**TASK STATEMENT**
Find the line that contains "by browser clients". Then set down that line and all the lines after it, to the end of the records, exactly and with nothing added.

**SUPPLIED RECORDS**
·····
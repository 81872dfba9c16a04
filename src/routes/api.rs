use axum::{
    Router,
    routing::{get, post},
};
use tower_http::trace::TraceLayer;

use crate::handlers::{assistants, chat, session};
use crate::state::AppState;
use std::sync::Arc;

/// Create the REST API router used by browser clients
pub fn create_api_router() -> Router<Arc<AppState>> {
    Router::new()
        // Realtime sessions
        .route("/create-session", post(session::create_session))
        .route("/api/realtime-session", get(session::realtime_session))
        .route("/sdp", post(session::sdp_exchange))
        // Text relays
        .route("/chat", post(chat::chat))
        .route("/assistants", post(assistants::create_assistant))
        .route("/assistants/{assistant_id}", post(assistants::update_assistant))
        .route(
            "/assistants/{assistant_id}/messages",
            post(assistants::process_message),
        )
        .route("/speech", post(assistants::speech))
        .layer(TraceLayer::new_for_http())
}
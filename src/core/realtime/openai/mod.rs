//! OpenAI Realtime API over WebSocket.
//!
//! Audio in both directions is PCM 16-bit signed little-endian at 24kHz,
//! base64 encoded inside JSON events.

mod client;
mod config;
mod messages;

pub use client::OpenAIRealtime;
pub use config::{
    OPENAI_REALTIME_SAMPLE_RATE, OPENAI_REALTIME_URL, OpenAIRealtimeVoice, realtime_ws_url,
};
pub use messages::{ApiError, ClientEvent, ServerEvent, SessionConfig, SessionInfo};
·····
**SOLUTION FOR THIS TASK**
/// Create the REST API router used by browser clients
pub fn create_api_router() -> Router<Arc<AppState>> {
    Router::new()
        // Realtime sessions
        .route("/create-session", post(session::create_session))
        .route("/api/realtime-session", get(session::realtime_session))
        .route("/sdp", post(session::sdp_exchange))
        // Text relays
        .route("/chat", post(chat::chat))
        .route("/assistants", post(assistants::create_assistant))
        .route("/assistants/{assistant_id}", post(assistants::update_assistant))
        .route(
            "/assistants/{assistant_id}/messages",
            post(assistants::process_message),
        )
        .route("/speech", post(assistants::speech))
        .layer(TraceLayer::new_for_http())
}
filename src/core/realtime/openai/mod.rs
//! OpenAI Realtime API over WebSocket.
//!
//! Audio in both directions is PCM 16-bit signed little-endian at 24kHz,
//! base64 encoded inside JSON events.

mod client;
mod config;
mod messages;

pub use client::OpenAIRealtime;
pub use config::{
    OPENAI_REALTIME_SAMPLE_RATE, OPENAI_REALTIME_URL, OpenAIRealtimeVoice, realtime_ws_url,
};
pub use messages::{ApiError, ClientEvent, ServerEvent, SessionConfig, SessionInfo};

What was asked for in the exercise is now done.